18 de outubro de 2010

Nova Iorque

Participo de um grupo de leitura com o objetivo de mostrar meus textos para um seleto grupo de autores mais experientes do que eu e, com as críticas, torná-los mais palatáveis a vocês, meus três leitores.

A maioria dos partcipantes escreve humor. Não é muito a minha praia, mas imbuído do espírito de colocar minha cara e minha caneta à tapa, escrevi logo para o primeiro encontro do grupo esse breve conto baseado em fatos reais, ou melhor, em uma narrativa de um amigo sobre um episódio que realmente aconteceu. Ele que me perdoe, mas queria muito anexar ao texto as caras que ele faz quando conta essa história. Não dando, aí vai:


Nova Iorque


Blue era a cor da mala que Luis acabara de despachar no check-in do aeroporto. Estava feliz da vida por ter conseguido juntar o dinheiro necessário para embarcar nessa que era a viagem dos seus sonhos: Estados Unidos. Sabia que a viagem seria solitária, mas nada tirava sua empolgação.

Desde sempre tinha curiosidade de conhecer Nova Iorque. Sabia de cor a localização das ruas que eram citadas nos filmes da TV. Tinha um mapa onde apontava os lugares como a Magnólia Bakery, melhor apple pie de NY, lá na Bleecker Street e o DeWitt Clinton Park onde disfrutaria de um passeio sossegado à margem do rio logo ali entre as 52nd e a 54th street.

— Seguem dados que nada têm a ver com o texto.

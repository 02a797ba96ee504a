//! In-memory raster: a grid of samples plus its georeferencing.
//!
//! Decoding lives in `clickshape-io`; this module only owns the data
//! and the pure windowing logic used to crop a raster to an extent.

use crate::georef::{Extent, GeoTransform};
use crate::types::{Dimensions, PipelineError};

/// Distance from an integer below which a fractional window bound is
/// snapped to that integer before flooring/ceiling.
const WINDOW_SNAP: f64 = 1e-9;

/// Row-major grid of `f64` samples.
#[derive(Debug, Clone, PartialEq)]
pub struct Grid {
    width: u32,
    height: u32,
    data: Vec<f64>,
}

impl Grid {
    /// Wrap row-major samples.
    ///
    /// # Errors
    ///
    /// Returns [`PipelineError::GridSize`] if `data.len()` is not
    /// `width * height`.
    pub fn new(width: u32, height: u32, data: Vec<f64>) -> Result<Self, PipelineError> {
        let expected = width as usize * height as usize;
        if data.len() != expected {
            return Err(PipelineError::GridSize {
                width,
                height,
                expected,
                actual: data.len(),
            });
        }
        Ok(Self {
            width,
            height,
            data,
        })
    }

    /// Build a grid by evaluating `f(row, col)` for every pixel.
    #[must_use]
    pub fn from_fn(width: u32, height: u32, f: impl Fn(u32, u32) -> f64) -> Self {
        let data = (0..height)
            .flat_map(|row| (0..width).map(move |col| (row, col)))
            .map(|(row, col)| f(row, col))
            .collect();
        Self {
            width,
            height,
            data,
        }
    }

    /// Number of columns.
    #[must_use]
    pub const fn width(&self) -> u32 {
        self.width
    }

    /// Number of rows.
    #[must_use]
    pub const fn height(&self) -> u32 {
        self.height
    }

    /// Width and height together.
    #[must_use]
    pub const fn dimensions(&self) -> Dimensions {
        Dimensions {
            width: self.width,
            height: self.height,
        }
    }

    /// Returns `true` if the grid has no pixels.
    #[must_use]
    pub const fn is_empty(&self) -> bool {
        self.data.is_empty()
    }

    /// Sample at `(row, col)`, or `None` outside the grid.
    #[must_use]
    pub fn get(&self, row: u32, col: u32) -> Option<f64> {
        if row < self.height && col < self.width {
            Some(self.data[self.offset(row, col)])
        } else {
            None
        }
    }

    /// All samples in row-major order.
    #[must_use]
    pub fn as_slice(&self) -> &[f64] {
        &self.data
    }

    /// Row-major offset of `(row, col)`. Callers check bounds.
    pub(crate) const fn offset(&self, row: u32, col: u32) -> usize {
        row as usize * self.width as usize + col as usize
    }

    /// Copy out the `height` x `width` block starting at
    /// `(row_off, col_off)`. The block must lie inside the grid.
    fn window(&self, row_off: u32, col_off: u32, width: u32, height: u32) -> Self {
        let mut data = Vec::with_capacity(width as usize * height as usize);
        for row in row_off..row_off + height {
            let start = self.offset(row, col_off);
            data.extend_from_slice(&self.data[start..start + width as usize]);
        }
        Self {
            width,
            height,
            data,
        }
    }
}

/// A grid with its pixel <-> geographic transform. Immutable after
/// construction.
#[derive(Debug, Clone, PartialEq)]
pub struct Raster {
    grid: Grid,
    transform: GeoTransform,
}

impl Raster {
    /// Pair a grid with its transform.
    ///
    /// # Errors
    ///
    /// Returns [`PipelineError::EmptyRaster`] if the grid has no pixels.
    pub fn new(grid: Grid, transform: GeoTransform) -> Result<Self, PipelineError> {
        if grid.is_empty() {
            return Err(PipelineError::EmptyRaster);
        }
        Ok(Self { grid, transform })
    }

    /// Spread `extent` uniformly over `grid`.
    ///
    /// # Errors
    ///
    /// Returns [`PipelineError::EmptyRaster`] if the grid has no pixels.
    pub fn from_extent(grid: Grid, extent: &Extent) -> Result<Self, PipelineError> {
        let transform = GeoTransform::from_extent(extent, grid.dimensions())?;
        Self::new(grid, transform)
    }

    /// The sample grid.
    #[must_use]
    pub const fn grid(&self) -> &Grid {
        &self.grid
    }

    /// The pixel <-> geographic transform.
    #[must_use]
    pub const fn transform(&self) -> &GeoTransform {
        &self.transform
    }

    /// Grid dimensions.
    #[must_use]
    pub const fn dimensions(&self) -> Dimensions {
        self.grid.dimensions()
    }

    /// Geographic bounds of the whole grid.
    #[must_use]
    pub fn extent(&self) -> Extent {
        self.transform.extent(self.grid.dimensions())
    }

    /// Crop to the pixels covering `extent`.
    ///
    /// The window starts at the pixel containing the extent's
    /// north-west corner and ends at the pixel containing its
    /// south-east corner, clipped to the grid. The cropped raster's
    /// transform starts at the window's top-left pixel corner, so its
    /// extent can be slightly larger than the one requested.
    ///
    /// # Errors
    ///
    /// Returns [`PipelineError::ExtentOutsideRaster`] if the window is
    /// empty after clipping.
    pub fn crop(&self, extent: &Extent) -> Result<Self, PipelineError> {
        let t = &self.transform;
        let width = f64::from(self.grid.width);
        let height = f64::from(self.grid.height);

        let col_start = snap((extent.west - t.west) / t.pixel_width).floor();
        let col_end = snap((extent.east - t.west) / t.pixel_width).ceil();
        let row_start = snap((t.north - extent.north) / t.pixel_height).floor();
        let row_end = snap((t.north - extent.south) / t.pixel_height).ceil();

        let col_start = col_start.clamp(0.0, width);
        let col_end = col_end.clamp(0.0, width);
        let row_start = row_start.clamp(0.0, height);
        let row_end = row_end.clamp(0.0, height);

        if col_end <= col_start || row_end <= row_start {
            return Err(PipelineError::ExtentOutsideRaster);
        }

        let (col_off, row_off) = (to_u32(col_start), to_u32(row_start));
        let (win_width, win_height) = (to_u32(col_end) - col_off, to_u32(row_end) - row_off);
        log::debug!(
            "cropping {}x{} raster to window cols {col_off}..{} rows {row_off}..{}",
            self.grid.width,
            self.grid.height,
            col_off + win_width,
            row_off + win_height,
        );

        Ok(Self {
            grid: self.grid.window(row_off, col_off, win_width, win_height),
            transform: t.window(row_off, col_off),
        })
    }
}

/// Snap values within [`WINDOW_SNAP`] of an integer onto it.
fn snap(v: f64) -> f64 {
    let r = v.round();
    if (v - r).abs() < WINDOW_SNAP { r } else { v }
}

/// Convert an already clamped, integral, non-negative `f64` to `u32`.
#[allow(clippy::cast_possible_truncation, clippy::cast_sign_loss)]
fn to_u32(v: f64) -> u32 {
    v as u32
}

Mas gabava-se mesmo era de seu inglês. Sua meta era falar tão naturalmente que ninguém o identificasse como estrangeiro. Queria ter a fluidez de um cidadão novaiorquino e se esforçava tanto para falar da maneira que lhes é peculiar que chegou a se cadastrar em um desses programas de troca de cartas para se corresponder com um nativo e aprender as gírias e os palavrões diretamente dele. Era encantador ouvi-lo dizer motherfucker.

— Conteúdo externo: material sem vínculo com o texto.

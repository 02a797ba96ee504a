//! Tolerance flood fill: grow a region from a seed pixel.
//!
//! The region is the maximal connected set of pixels reachable from the
//! seed whose values are within `tolerance` of the seed value. The
//! result is a binary mask (255 = in region) the size of the grid.

use std::collections::VecDeque;

use image::{GrayImage, Luma};
use serde::{Deserialize, Serialize};

use crate::raster::Grid;
use crate::types::{PipelineError, PixelIndex};

/// Mask value for pixels inside the region.
pub const REGION: u8 = 255;

/// Pixel neighbourhood used when growing a region.
#[derive(Debug, Clone, Copy, PartialEq, Eq, Default, Serialize, Deserialize)]
pub enum Connectivity {
    /// Edge neighbours only (up, down, left, right).
    Four,
    /// Edge and corner neighbours.
    #[default]
    Eight,
}

const FOUR_NEIGHBOURS: [(i32, i32); 4] = [(-1, 0), (1, 0), (0, -1), (0, 1)];

const EIGHT_NEIGHBOURS: [(i32, i32); 8] = [
    (-1, -1),
    (-1, 0),
    (-1, 1),
    (0, -1),
    (0, 1),
    (1, -1),
    (1, 0),
    (1, 1),
];

impl Connectivity {
    /// `(row, col)` offsets of the neighbours.
    #[must_use]
    pub const fn offsets(self) -> &'static [(i32, i32)] {
        match self {
            Self::Four => &FOUR_NEIGHBOURS,
            Self::Eight => &EIGHT_NEIGHBOURS,
        }
    }
}

/// Grow a region from `seed` over pixels within `tolerance` of the seed
/// value.
///
/// A pixel joins when `|value - seed_value| <= tolerance`. NaN samples
/// never join; the seed itself is always part of the region.
///
/// # Errors
///
/// Returns [`PipelineError::OutOfBounds`] if `seed` is outside the grid.
#[must_use = "returns the region mask"]
pub fn flood_fill(
    grid: &Grid,
    seed: PixelIndex,
    tolerance: f64,
    connectivity: Connectivity,
) -> Result<GrayImage, PipelineError> {
    let seed_value = grid.get(seed.row, seed.col).ok_or(PipelineError::OutOfBounds {
        row: i64::from(seed.row),
        col: i64::from(seed.col),
    })?;

    let (width, height) = (grid.width(), grid.height());
    let samples = grid.as_slice();
    let mut mask = GrayImage::new(width, height);
    let mut queue = VecDeque::new();

    mask.put_pixel(seed.col, seed.row, Luma([REGION]));
    queue.push_back((seed.row, seed.col));

    while let Some((row, col)) = queue.pop_front() {
        for &(dr, dc) in connectivity.offsets() {
            let (Some(r), Some(c)) = (row.checked_add_signed(dr), col.checked_add_signed(dc))
            else {
                continue;
            };
            if r >= height || c >= width || mask.get_pixel(c, r).0[0] == REGION {
                continue;
            }
            let value = samples[grid.offset(r, c)];
            if (value - seed_value).abs() <= tolerance {
                mask.put_pixel(c, r, Luma([REGION]));
                queue.push_back((r, c));
            }
        }
    }

    Ok(mask)
}

/// Number of pixels inside the region.
#[must_use]
pub fn region_size(mask: &GrayImage) -> u64 {
    mask.pixels()
        .map(|p| u64::from(u8::from(p.0[0] == REGION)))
        .sum()
}
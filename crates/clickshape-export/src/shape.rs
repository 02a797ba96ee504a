//! Shapefile geometry and attribute conversion.
//!
//! The output layer holds exactly one polygon feature with a single
//! numeric `FID` attribute set to 0.

use shapefile::dbase::{FieldName, FieldValue, Record, TableWriterBuilder};
use shapefile::PolygonRing;

use crate::ExportError;

/// Name of the only attribute column.
pub const FID_FIELD: &str = "FID";

/// Width of the `FID` column in characters.
const FID_WIDTH: u8 = 10;

/// A closed ring needs three distinct vertices plus the closing one.
pub const MIN_RING_POINTS: usize = 4;

/// Convert a geographic polygon to its shapefile representation.
///
/// `shapefile` closes each ring and rewrites its winding to the ESRI
/// convention (outer rings clockwise, holes counter-clockwise).
///
/// # Errors
///
/// Returns [`ExportError::DegenerateRing`] if any ring has fewer than
/// [`MIN_RING_POINTS`] vertices and [`ExportError::NonFiniteCoordinate`]
/// if any vertex is not finite.
pub fn to_shapefile_polygon(polygon: &geo::Polygon<f64>) -> Result<shapefile::Polygon, ExportError> {
    let mut rings = vec![PolygonRing::Outer(ring_points(polygon.exterior())?)];
    for interior in polygon.interiors() {
        rings.push(PolygonRing::Inner(ring_points(interior)?));
    }
    Ok(shapefile::Polygon::with_rings(rings))
}

fn ring_points(ring: &geo::LineString<f64>) -> Result<Vec<shapefile::Point>, ExportError> {
    if ring.0.len() < MIN_RING_POINTS {
        return Err(ExportError::DegenerateRing {
            points: ring.0.len(),
        });
    }
    ring.coords()
        .map(|c| {
            if c.x.is_finite() && c.y.is_finite() {
                Ok(shapefile::Point::new(c.x, c.y))
            } else {
                Err(ExportError::NonFiniteCoordinate { x: c.x, y: c.y })
            }
        })
        .collect()
}

/// Attribute table layout: one numeric `FID` column.
///
/// # Errors
///
/// Returns [`ExportError::FieldName`] if `dbase` rejects the column
/// name.
pub fn table_builder() -> Result<TableWriterBuilder, ExportError> {
    let name = FieldName::try_from(FID_FIELD).map_err(|e| ExportError::FieldName {
        name: FID_FIELD.to_owned(),
        reason: format!("{e:?}"),
    })?;
    Ok(TableWriterBuilder::new().add_numeric_field(name, FID_WIDTH, 0))
}

/// Attribute record for the feature with identifier `fid`.
#[must_use]
pub fn feature_record(fid: u32) -> Record {
    let mut record = Record::default();
    record.insert(
        FID_FIELD.to_owned(),
        FieldValue::Numeric(Some(f64::from(fid))),
    );
    record
}
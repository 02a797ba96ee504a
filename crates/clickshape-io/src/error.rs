//! Crate-level error type.

use clickshape_pipeline::PipelineError;

use crate::raster::RasterError;
use crate::sink::SinkError;

/// Anything that can end a digitizing session.
#[derive(Debug, thiserror::Error)]
pub enum Error {
    /// The raster could not be loaded.
    #[error(transparent)]
    Raster(#[from] RasterError),

    /// Output could not be written.
    #[error(transparent)]
    Sink(#[from] SinkError),

    /// Extraction failed in a way that cannot be retried with another
    /// click.
    #[error(transparent)]
    Pipeline(#[from] PipelineError),
}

Quando juntou todo o dinheiro necessário, foi até uma agência de turismo reservar o pacote New York, New York: 4 dias e 3 noites com vista para o rio Hudson. Imperdível. O problema agora era segurar a ansiedade. Ninguém mais agüentava Luis gastando seu inglês com tudo. Não era difícil escutar um amazing quando algo o agradava ou um Oh, my! quando espantado.

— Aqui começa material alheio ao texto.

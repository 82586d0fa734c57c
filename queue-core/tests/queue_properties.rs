use chrono::{DateTime, Duration, TimeZone, Utc};
use queue_core::{
    classify, elapsed_minutes, partition, sort_by_start, Appointment, AppointmentStatus,
    QueueConfig, QueueEntry, QueueSnapshot, UrgencyTier, WaitInfo,
};

fn now() -> DateTime<Utc> {
    Utc.with_ymd_and_hms(2024, 5, 6, 10, 0, 0).unwrap()
}

fn appointment(id: &str, offset_minutes: i64, status: AppointmentStatus) -> Appointment {
    Appointment {
        id: id.to_string(),
        patient_id: format!("patient-{id}"),
        provider_id: "dr-01".to_string(),
        start: Some(now() + Duration::minutes(offset_minutes)),
        status,
        service_code: Some("D1110".to_string()),
        ..Appointment::default()
    }
}

fn ids(entries: &[QueueEntry]) -> Vec<&str> {
    entries.iter().map(QueueEntry::id).collect()
}

#[test]
fn reception_board_scenario() {
    let input = vec![
        appointment("a1", -90, AppointmentStatus::CheckedIn),
        appointment("a2", 30, AppointmentStatus::Confirmed),
        appointment("a3", -10, AppointmentStatus::InProgress),
        appointment("a4", -5, AppointmentStatus::Cancelled),
    ];

    let snapshot = QueueSnapshot::build(&input, &QueueConfig::default(), now());

    assert_eq!(ids(snapshot.waiting()), vec!["a1"]);
    assert_eq!(ids(snapshot.in_progress()), vec!["a3"]);
    assert_eq!(ids(snapshot.upcoming()), vec!["a2"]);
    assert_eq!(ids(snapshot.cancelled()), vec!["a4"]);
    assert_eq!(
        snapshot.waiting()[0].wait,
        Some(WaitInfo {
            elapsed_minutes: 90,
            tier: UrgencyTier::Urgent,
        })
    );
    assert_eq!(snapshot.in_progress()[0].wait.map(|w| w.elapsed_minutes), Some(10));
    assert!(!snapshot.upcoming()[0].late);
    assert_eq!(snapshot.generated_at, now());
    assert_eq!(snapshot.counts().urgent, 1);
}

#[test]
fn early_check_in_is_clamped_to_zero() {
    let input = vec![appointment("early", 5, AppointmentStatus::CheckedIn)];
    let snapshot = QueueSnapshot::build(&input, &QueueConfig::default(), now());

    assert_eq!(
        snapshot.waiting()[0].wait,
        Some(WaitInfo {
            elapsed_minutes: 0,
            tier: UrgencyTier::Routine,
        })
    );
}

#[test]
fn partition_is_total_and_disjoint() {
    let statuses = [
        AppointmentStatus::Pending,
        AppointmentStatus::Confirmed,
        AppointmentStatus::CheckedIn,
        AppointmentStatus::InProgress,
        AppointmentStatus::Completed,
        AppointmentStatus::Cancelled,
        AppointmentStatus::NoShow,
        AppointmentStatus::Unknown,
    ];
    let offsets = [-240, -30, 0, 45, 120, 121, 300];

    let mut input = Vec::new();
    for (s, status) in statuses.iter().enumerate() {
        for (o, offset) in offsets.iter().enumerate() {
            input.push(appointment(&format!("{s}-{o}"), *offset, *status));
        }
    }

    let buckets = partition(&input, now(), &QueueConfig::default());
    let listed: Vec<&str> = ids(&buckets.waiting)
        .into_iter()
        .chain(ids(&buckets.in_progress))
        .chain(ids(&buckets.upcoming))
        .chain(ids(&buckets.cancelled))
        .collect();

    let mut unique = listed.clone();
    unique.sort_unstable();
    unique.dedup();
    assert_eq!(unique.len(), listed.len(), "một lịch xuất hiện ở hai nhóm");
    assert_eq!(listed.len() + buckets.excluded, input.len());

    for item in &input {
        let expected = match item.status {
            AppointmentStatus::Cancelled
            | AppointmentStatus::InProgress
            | AppointmentStatus::CheckedIn => true,
            AppointmentStatus::Pending | AppointmentStatus::Confirmed => {
                item.start.expect("có giờ hẹn") <= now() + Duration::hours(2)
            }
            _ => false,
        };
        assert_eq!(listed.contains(&item.id.as_str()), expected, "lịch {}", item.id);
    }
}

#[test]
fn upcoming_window_includes_upper_bound_and_flags_late() {
    let input = vec![
        appointment("edge", 120, AppointmentStatus::Pending),
        appointment("beyond", 121, AppointmentStatus::Pending),
        appointment("late", -20, AppointmentStatus::Confirmed),
        appointment("now", 0, AppointmentStatus::Confirmed),
    ];

    let snapshot = QueueSnapshot::build(&input, &QueueConfig::default(), now());

    assert_eq!(ids(snapshot.upcoming()), vec!["late", "now", "edge"]);
    let late: Vec<bool> = snapshot.upcoming().iter().map(|e| e.late).collect();
    assert_eq!(late, vec![true, false, false]);
    assert!(snapshot.upcoming().iter().all(|e| e.wait.is_none()));
    assert_eq!(snapshot.excluded, 1);
}

#[test]
fn completed_and_no_show_never_listed() {
    let input = vec![
        appointment("done", -60, AppointmentStatus::Completed),
        appointment("absent", -30, AppointmentStatus::NoShow),
    ];
    let snapshot = QueueSnapshot::build(&input, &QueueConfig::default(), now());

    assert!(snapshot.is_empty());
    assert_eq!(snapshot.excluded, 2);
}

#[test]
fn empty_input_yields_empty_buckets() {
    let snapshot = QueueSnapshot::build(&[], &QueueConfig::default(), now());
    assert!(snapshot.is_empty());
    assert_eq!(snapshot.excluded, 0);
    assert_eq!(snapshot, queue_core::empty_snapshot(now()));
}

#[test]
fn missing_start_is_kept_out_of_time_sensitive_buckets() {
    let mut waiting = appointment("no-clock", 0, AppointmentStatus::CheckedIn);
    waiting.start = None;
    let mut pending = appointment("no-slot", 0, AppointmentStatus::Pending);
    pending.start = None;
    let input = vec![
        waiting,
        appointment("w1", -5, AppointmentStatus::CheckedIn),
        pending,
    ];

    let snapshot = QueueSnapshot::build(&input, &QueueConfig::default(), now());

    assert_eq!(ids(snapshot.waiting()), vec!["w1", "no-clock"]);
    assert_eq!(snapshot.waiting()[1].wait, None);
    assert!(snapshot.upcoming().is_empty());
    assert_eq!(snapshot.excluded, 1);
}

#[test]
fn sort_is_stable_for_equal_start() {
    let entries: Vec<QueueEntry> = vec![
        appointment("later", 10, AppointmentStatus::CheckedIn),
        appointment("first", -10, AppointmentStatus::CheckedIn),
        appointment("second", -10, AppointmentStatus::CheckedIn),
        appointment("third", -10, AppointmentStatus::CheckedIn),
    ]
    .into_iter()
    .map(QueueEntry::new)
    .collect();

    let sorted = sort_by_start(&entries);

    assert_eq!(ids(&sorted), vec!["first", "second", "third", "later"]);
    assert_eq!(ids(&entries), vec!["later", "first", "second", "third"]);
}

#[test]
fn elapsed_minutes_is_floored_and_monotonic() {
    let start = now();
    assert_eq!(elapsed_minutes(start, start + Duration::seconds(59)), 0);
    assert_eq!(elapsed_minutes(start, start + Duration::seconds(60)), 1);
    assert_eq!(elapsed_minutes(start, start + Duration::seconds(119)), 1);
    assert_eq!(elapsed_minutes(start, start - Duration::minutes(3)), 0);

    let mut previous = 0;
    for step in 0..600 {
        let current = elapsed_minutes(start, start + Duration::seconds(step * 17));
        assert!(current >= previous);
        previous = current;
    }
}

#[test]
fn urgency_tier_boundaries() {
    for (w, o) in [(15, 45), (1, 2), (10, 11), (30, 90)] {
        assert_eq!(classify(w - 1, w, o), UrgencyTier::Routine);
        assert_eq!(classify(w, w, o), UrgencyTier::Priority);
        assert_eq!(classify(o - 1, w, o), UrgencyTier::Priority);
        assert_eq!(classify(o, w, o), UrgencyTier::Urgent);
        assert_eq!(classify(u32::MAX, w, o), UrgencyTier::Urgent);
    }
}

#[test]
fn custom_thresholds_change_tiers() {
    let config = QueueConfig {
        warning_threshold_minutes: 5,
        overdue_threshold_minutes: 10,
        ..QueueConfig::default()
    };
    let input = vec![
        appointment("w7", -7, AppointmentStatus::CheckedIn),
        appointment("w12", -12, AppointmentStatus::CheckedIn),
    ];

    let snapshot = QueueSnapshot::build(&input, &config, now());
    let tiers: Vec<_> = snapshot
        .waiting()
        .iter()
        .map(|e| e.wait.map(|w| w.tier))
        .collect();

    assert_eq!(tiers, vec![Some(UrgencyTier::Urgent), Some(UrgencyTier::Priority)]);
}

#[test]
fn build_is_idempotent() {
    let input = vec![
        appointment("b", -30, AppointmentStatus::CheckedIn),
        appointment("a", -30, AppointmentStatus::CheckedIn),
        appointment("c", 60, AppointmentStatus::Pending),
        appointment("d", -3, AppointmentStatus::InProgress),
    ];
    let config = QueueConfig::default();

    let first = QueueSnapshot::build(&input, &config, now());
    let second = QueueSnapshot::build(&input, &config, now());
    assert_eq!(first, second);
}

#[test]
fn confirmed_appointment_turns_late_as_clock_advances() {
    let input = vec![appointment("slot", 10, AppointmentStatus::Confirmed)];
    let config = QueueConfig::default();

    let before = QueueSnapshot::build(&input, &config, now());
    let after = QueueSnapshot::build(&input, &config, now() + Duration::minutes(25));

    assert!(!before.upcoming()[0].late);
    assert!(after.upcoming()[0].late);
    assert_eq!(after.counts().late, 1);
}

#[test]
fn config_validation() {
    assert!(QueueConfig::default().validate().is_ok());

    let inverted = QueueConfig {
        warning_threshold_minutes: 45,
        overdue_threshold_minutes: 15,
        ..QueueConfig::default()
    };
    assert!(inverted.validate().is_err());

    let zero_window = QueueConfig {
        upcoming_window_minutes: 0,
        ..QueueConfig::default()
    };
    assert!(zero_window.validate().is_err());

    let partial: QueueConfig =
        serde_json::from_str(r#"{"overdue_threshold_minutes": 60}"#).expect("config hợp lệ");
    assert_eq!(partial.overdue_threshold_minutes, 60);
    assert_eq!(partial.warning_threshold_minutes, 15);
}

#[test]
fn status_parsing_falls_back_to_unknown() {
    assert_eq!(AppointmentStatus::parse("checked_in"), AppointmentStatus::CheckedIn);
    assert_eq!(AppointmentStatus::parse("In-Progress"), AppointmentStatus::InProgress);
    assert_eq!(AppointmentStatus::parse(" Checked In "), AppointmentStatus::CheckedIn);
    assert_eq!(AppointmentStatus::parse("canceled"), AppointmentStatus::Cancelled);
    assert_eq!(AppointmentStatus::parse("rescheduled"), AppointmentStatus::Unknown);

    let parsed: AppointmentStatus = serde_json::from_str("\"on_hold\"").expect("serde other");
    assert_eq!(parsed, AppointmentStatus::Unknown);
}

#[test]
fn labels_fall_back_to_truncated_ids() {
    let mut item = appointment("x", 0, AppointmentStatus::Pending);
    item.patient_id = "9f8e7d6c5b4a".to_string();
    assert_eq!(item.patient_label(), "Bệnh nhân #9f8e7d6c");

    item.patient_name = Some("  ".to_string());
    assert_eq!(item.patient_label(), "Bệnh nhân #9f8e7d6c");

    item.patient_name = Some("Nguyễn Văn An".to_string());
    assert_eq!(item.patient_label(), "Nguyễn Văn An");

    item.provider_id = String::new();
    assert_eq!(item.provider_label(), "Bác sĩ #?");
}

#[test]
fn window_end_past_calendar_limit_is_unbounded() {
    let late_now = DateTime::<Utc>::MAX_UTC - Duration::minutes(10);
    let input = vec![
        Appointment {
            start: Some(late_now),
            ..appointment("w", 0, AppointmentStatus::CheckedIn)
        },
        Appointment {
            start: Some(late_now + Duration::minutes(5)),
            ..appointment("u", 0, AppointmentStatus::Confirmed)
        },
    ];

    let snapshot = QueueSnapshot::build(&input, &QueueConfig::default(), late_now);

    assert_eq!(ids(snapshot.waiting()), vec!["w"]);
    assert_eq!(ids(snapshot.upcoming()), vec!["u"]);
    assert!(!snapshot.upcoming()[0].late);
    assert_eq!(snapshot.excluded, 0);
}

Enfim chegou o dia do embarque e, como dito pelo próprio Luis insone, couldn’t sleep at all. O check-in correu bem. O embarque foi ótimo. Luis reservou uma poltrona na janela pois queria ver a cidade se descortinando aos poucos sob as nuvens. Estava absorto nesse pensamento com o avião já no ar quando foi interrompido pela aeromoça:

- Rélougentoumanduiuuantiuaitiuain?

Luis não se fez de rogado e emendou quase instantaneamente, pedindo que a aeromoça repetisse a frase pois não tinha prestado attention:

- Duiu-uanti-uaitiuain?

Nervoso, Luis hesitou um pouco mas pediu novamente que repetisse:

- Duiu-uantuaiti-uain?

E isso ocorreu mais umas duas ou três vezes até que o senhor sentado à poltrona da frente perdeu a paciência e levantando, berrou “PORRA, DO... YOU... WANT... A... WHITE... WINE? WHITE WINE! VINHO BRANCO, ANIMAL! VOCÊ QUER UM VINHO BRANCO?

Um comentário:

Eduardo disse...

Great!!! Eu poderia até imaginar esta cena!!